[[ SUPPLIED INFORMATION, beginning ]]

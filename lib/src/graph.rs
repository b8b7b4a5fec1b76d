// Copyright 2025 The Strata Authors
//
// Licensed under the Apache License, Version 2.0 (the "License");
// you may not use this file except in compliance with the License.
// You may obtain a copy of the License at
//
// https://www.apache.org/licenses/LICENSE-2.0
//
// Unless required by applicable law or agreed to in writing, software
// distributed under the License is distributed on an "AS IS" BASIS,
// WITHOUT WARRANTIES OR CONDITIONS OF ANY KIND, either express or implied.
// See the License for the specific language governing permissions and
// limitations under the License.

#![expect(missing_docs)]

//! The in-memory DAG of changes.
//!
//! Changes live in an arena addressed by a compact index; a `HashMap` keyed
//! by change id plus reverse maps for commit ids and children are rebuilt on
//! load and mutated in place by `add`/`update`. The whole graph persists as a
//! single record.

use std::cmp::Reverse;
use std::collections::BinaryHeap;
use std::collections::HashMap;
use std::collections::HashSet;
use std::collections::VecDeque;

use indexmap::IndexSet;
use serde::Deserialize;
use serde::Serialize;

use crate::backend::Change;
use crate::backend::ChangeId;
use crate::backend::CommitId;
use crate::error::RepoError;
use crate::error::RepoResult;
use crate::object_id::HexPrefix;
use crate::object_id::ObjectId as _;
use crate::object_id::PrefixResolution;
use crate::object_id::resolve_prefix;

pub const GRAPH_FORMAT_VERSION: u32 = 1;

/// On-disk form of the whole graph.
#[derive(Debug, Deserialize, Serialize)]
#[serde(rename_all = "camelCase")]
pub struct GraphRecord {
    pub version: u32,
    pub changes: Vec<Change>,
}

#[derive(Clone, Debug, Default)]
pub struct ChangeGraph {
    arena: Vec<Change>,
    index_by_id: HashMap<ChangeId, usize>,
    children: HashMap<ChangeId, Vec<ChangeId>>,
    by_commit_id: HashMap<CommitId, ChangeId>,
    // Changes mutated since the last sync, in mutation order.
    dirty: IndexSet<ChangeId>,
}

impl ChangeGraph {
    pub fn new() -> Self {
        Self::default()
    }

    /// Rebuilds the graph and its indices from a persisted record.
    pub fn from_record(record: GraphRecord) -> Self {
        let mut graph = Self::new();
        for change in record.changes {
            let index = graph.arena.len();
            graph.index_by_id.insert(change.id.clone(), index);
            graph.index_change(&change);
            graph.arena.push(change);
        }
        graph
    }

    pub fn to_record(&self) -> GraphRecord {
        GraphRecord {
            version: GRAPH_FORMAT_VERSION,
            changes: self.arena.clone(),
        }
    }

    fn index_change(&mut self, change: &Change) {
        for parent in &change.parents {
            self.children
                .entry(parent.clone())
                .or_default()
                .push(change.id.clone());
        }
        if !change.commit_id.is_zero() {
            self.by_commit_id
                .insert(change.commit_id.clone(), change.id.clone());
        }
    }

    fn unindex_change(&mut self, change: &Change) {
        for parent in &change.parents {
            if let Some(siblings) = self.children.get_mut(parent) {
                siblings.retain(|id| id != &change.id);
            }
        }
        self.by_commit_id.remove(&change.commit_id);
    }

    pub fn len(&self) -> usize {
        self.arena.len()
    }

    pub fn is_empty(&self) -> bool {
        self.arena.is_empty()
    }

    pub fn iter(&self) -> impl Iterator<Item = &Change> {
        self.arena.iter()
    }

    pub fn all_ids(&self) -> impl Iterator<Item = &ChangeId> {
        self.arena.iter().map(|change| &change.id)
    }

    /// Inserts a new change. The change id must be fresh and every parent
    /// must already be present.
    pub fn add(&mut self, change: Change) -> RepoResult<()> {
        if self.index_by_id.contains_key(&change.id) {
            return Err(RepoError::DuplicateChange {
                id: change.id.hex(),
            });
        }
        for parent in &change.parents {
            if !self.index_by_id.contains_key(parent) {
                return Err(RepoError::ChangeNotFound { id: parent.hex() });
            }
        }
        let index = self.arena.len();
        self.index_by_id.insert(change.id.clone(), index);
        self.index_change(&change);
        self.dirty.insert(change.id.clone());
        self.arena.push(change);
        Ok(())
    }

    /// Replaces an existing change record. The change id never changes; the
    /// affected index entries are rebuilt.
    pub fn update(&mut self, change: Change) -> RepoResult<()> {
        let &index = self
            .index_by_id
            .get(&change.id)
            .ok_or_else(|| RepoError::ChangeNotFound {
                id: change.id.hex(),
            })?;
        for parent in &change.parents {
            if !self.index_by_id.contains_key(parent) {
                return Err(RepoError::ChangeNotFound { id: parent.hex() });
            }
        }
        let old = self.arena[index].clone();
        self.unindex_change(&old);
        self.index_change(&change);
        self.dirty.insert(change.id.clone());
        self.arena[index] = change;
        Ok(())
    }

    /// Updates only the commit id of a change, without touching the dirty
    /// set. Used by the sync middleware to write back realized commit ids
    /// without re-triggering itself.
    pub fn set_commit_id(&mut self, id: &ChangeId, commit_id: CommitId) -> RepoResult<()> {
        let &index = self
            .index_by_id
            .get(id)
            .ok_or_else(|| RepoError::ChangeNotFound { id: id.hex() })?;
        let old_commit_id = self.arena[index].commit_id.clone();
        self.by_commit_id.remove(&old_commit_id);
        if !commit_id.is_zero() {
            self.by_commit_id.insert(commit_id.clone(), id.clone());
        }
        self.arena[index].commit_id = commit_id;
        Ok(())
    }

    pub fn get(&self, id: &ChangeId) -> Option<&Change> {
        self.index_by_id.get(id).map(|&index| &self.arena[index])
    }

    pub fn get_or_err(&self, id: &ChangeId) -> RepoResult<&Change> {
        self.get(id)
            .ok_or_else(|| RepoError::ChangeNotFound { id: id.hex() })
    }

    pub fn contains(&self, id: &ChangeId) -> bool {
        self.index_by_id.contains_key(id)
    }

    pub fn parents(&self, id: &ChangeId) -> RepoResult<&[ChangeId]> {
        Ok(&self.get_or_err(id)?.parents)
    }

    pub fn children(&self, id: &ChangeId) -> RepoResult<&[ChangeId]> {
        self.get_or_err(id)?;
        Ok(self
            .children
            .get(id)
            .map(|ids| ids.as_slice())
            .unwrap_or_default())
    }

    /// All changes reachable through parents, including `id` itself, in BFS
    /// order.
    pub fn ancestors(&self, id: &ChangeId) -> RepoResult<Vec<ChangeId>> {
        self.reachable(id, |graph, id| {
            graph.get(id).map(|change| change.parents.clone()).unwrap_or_default()
        })
    }

    /// All changes reachable through children, including `id` itself, in BFS
    /// order.
    pub fn descendants(&self, id: &ChangeId) -> RepoResult<Vec<ChangeId>> {
        self.reachable(id, |graph, id| {
            graph.children.get(id).cloned().unwrap_or_default()
        })
    }

    fn reachable(
        &self,
        id: &ChangeId,
        neighbors: impl Fn(&Self, &ChangeId) -> Vec<ChangeId>,
    ) -> RepoResult<Vec<ChangeId>> {
        self.get_or_err(id)?;
        let mut visited = HashSet::from([id.clone()]);
        let mut result = vec![id.clone()];
        let mut queue = VecDeque::from([id.clone()]);
        while let Some(current) = queue.pop_front() {
            for next in neighbors(self, &current) {
                if visited.insert(next.clone()) {
                    result.push(next.clone());
                    queue.push_back(next);
                }
            }
        }
        Ok(result)
    }

    pub fn find_by_commit_id(&self, commit_id: &CommitId) -> Option<&Change> {
        self.by_commit_id.get(commit_id).and_then(|id| self.get(id))
    }

    /// Changes with no children.
    pub fn heads(&self) -> Vec<ChangeId> {
        self.arena
            .iter()
            .filter(|change| {
                self.children
                    .get(&change.id)
                    .is_none_or(|children| children.is_empty())
            })
            .map(|change| change.id.clone())
            .collect()
    }

    /// The oldest parentless change.
    pub fn root(&self) -> Option<&Change> {
        self.arena
            .iter()
            .filter(|change| change.parents.is_empty())
            .min_by_key(|change| change.timestamp)
    }

    /// Whether making `new_parent` a parent of `id` would create a cycle.
    /// True iff `new_parent` is `id` or one of its descendants.
    pub fn would_create_cycle(&self, id: &ChangeId, new_parent: &ChangeId) -> RepoResult<bool> {
        Ok(self.descendants(id)?.contains(new_parent))
    }

    /// Resolves a change-id hex prefix against the graph.
    pub fn resolve_change_prefix(&self, prefix: &HexPrefix) -> PrefixResolution<ChangeId> {
        resolve_prefix(prefix, self.all_ids().cloned())
    }

    /// Drains the set of changes mutated since the last call, in mutation
    /// order.
    pub fn take_dirty(&mut self) -> Vec<ChangeId> {
        self.dirty.drain(..).collect()
    }

    /// Topological order over the given set: parents before children. Ties
    /// are broken by change-id lexicographic order for determinism.
    pub fn topological(&self, ids: &[ChangeId]) -> Vec<ChangeId> {
        let set: HashSet<_> = ids.iter().cloned().collect();
        let mut in_degree: HashMap<ChangeId, usize> = ids
            .iter()
            .map(|id| {
                let degree = self
                    .get(id)
                    .map(|change| {
                        change
                            .parents
                            .iter()
                            .filter(|parent| set.contains(*parent))
                            .count()
                    })
                    .unwrap_or(0);
                (id.clone(), degree)
            })
            .collect();
        let mut ready: BinaryHeap<Reverse<ChangeId>> = in_degree
            .iter()
            .filter(|&(_, &degree)| degree == 0)
            .map(|(id, _)| Reverse(id.clone()))
            .collect();
        let mut result = vec![];
        while let Some(Reverse(id)) = ready.pop() {
            result.push(id.clone());
            for child in self.children.get(&id).into_iter().flatten() {
                if let Some(degree) = in_degree.get_mut(child) {
                    *degree -= 1;
                    if *degree == 0 {
                        ready.push(Reverse(child.clone()));
                    }
                }
            }
        }
        result
    }
}

#[cfg(test)]
mod tests {
    use chrono::DateTime;

    use super::*;
    use crate::backend::Signature;
    use crate::backend::TreeId;

    fn new_change(id: &'static str, parents: &[&Change]) -> Change {
        let signature = Signature {
            name: "Someone".to_string(),
            email: "someone@example.com".to_string(),
            timestamp: DateTime::UNIX_EPOCH,
        };
        Change {
            id: ChangeId::from_hex(id),
            commit_id: CommitId::zero(),
            parents: parents.iter().map(|parent| parent.id.clone()).collect(),
            tree: TreeId::empty(),
            author: signature.clone(),
            committer: signature,
            description: String::new(),
            timestamp: DateTime::UNIX_EPOCH,
            file_snapshot: None,
            abandoned: false,
        }
    }

    #[test]
    fn test_add_duplicate() {
        let mut graph = ChangeGraph::new();
        let root = new_change("00", &[]);
        graph.add(root.clone()).unwrap();
        assert_eq!(
            graph.add(root).unwrap_err().kind(),
            crate::error::ErrorKind::DuplicateChange
        );
    }

    #[test]
    fn test_add_dangling_parent() {
        let mut graph = ChangeGraph::new();
        let root = new_change("00", &[]);
        let child = new_change("01", &[&root]);
        assert_eq!(
            graph.add(child).unwrap_err().kind(),
            crate::error::ErrorKind::ChangeNotFound
        );
    }

    #[test]
    fn test_record_roundtrip_rebuilds_indices() {
        let mut graph = ChangeGraph::new();
        let root = new_change("00", &[]);
        let mut child = new_change("01", &[&root]);
        child.commit_id = CommitId::from_hex("aa");
        graph.add(root.clone()).unwrap();
        graph.add(child.clone()).unwrap();

        let reloaded = ChangeGraph::from_record(graph.to_record());
        assert_eq!(reloaded.children(&root.id).unwrap(), &[child.id.clone()]);
        assert_eq!(
            reloaded.find_by_commit_id(&child.commit_id).unwrap().id,
            child.id
        );
    }

    #[test]
    fn test_cycle_guard() {
        let mut graph = ChangeGraph::new();
        let a = new_change("0a", &[]);
        let b = new_change("0b", &[&a]);
        let c = new_change("0c", &[&b]);
        graph.add(a.clone()).unwrap();
        graph.add(b.clone()).unwrap();
        graph.add(c.clone()).unwrap();

        assert!(graph.would_create_cycle(&a.id, &c.id).unwrap());
        assert!(graph.would_create_cycle(&a.id, &a.id).unwrap());
        assert!(!graph.would_create_cycle(&c.id, &a.id).unwrap());
    }
}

[[ SUPPLIED INFORMATION, end ]]

TRY IT> With the line holding "distributed under the" as the first and the line holding "in mutation order." as the last, please transcribe exactly the lines of the material above in that range and nothing else.

RESPONSE>
// distributed under the License is distributed on an "AS IS" BASIS,
// WITHOUT WARRANTIES OR CONDITIONS OF ANY KIND, either express or implied.
// See the License for the specific language governing permissions and
// limitations under the License.

#![expect(missing_docs)]

//! The in-memory DAG of changes.
//!
//! Changes live in an arena addressed by a compact index; a `HashMap` keyed
//! by change id plus reverse maps for commit ids and children are rebuilt on
//! load and mutated in place by `add`/`update`. The whole graph persists as a
//! single record.

use std::cmp::Reverse;
use std::collections::BinaryHeap;
use std::collections::HashMap;
use std::collections::HashSet;
use std::collections::VecDeque;

use indexmap::IndexSet;
use serde::Deserialize;
use serde::Serialize;

use crate::backend::Change;
use crate::backend::ChangeId;
use crate::backend::CommitId;
use crate::error::RepoError;
use crate::error::RepoResult;
use crate::object_id::HexPrefix;
use crate::object_id::ObjectId as _;
use crate::object_id::PrefixResolution;
use crate::object_id::resolve_prefix;

pub const GRAPH_FORMAT_VERSION: u32 = 1;

/// On-disk form of the whole graph.
#[derive(Debug, Deserialize, Serialize)]
#[serde(rename_all = "camelCase")]
pub struct GraphRecord {
    pub version: u32,
    pub changes: Vec<Change>,
}

#[derive(Clone, Debug, Default)]
pub struct ChangeGraph {
    arena: Vec<Change>,
    index_by_id: HashMap<ChangeId, usize>,
    children: HashMap<ChangeId, Vec<ChangeId>>,
    by_commit_id: HashMap<CommitId, ChangeId>,
    // Changes mutated since the last sync, in mutation order.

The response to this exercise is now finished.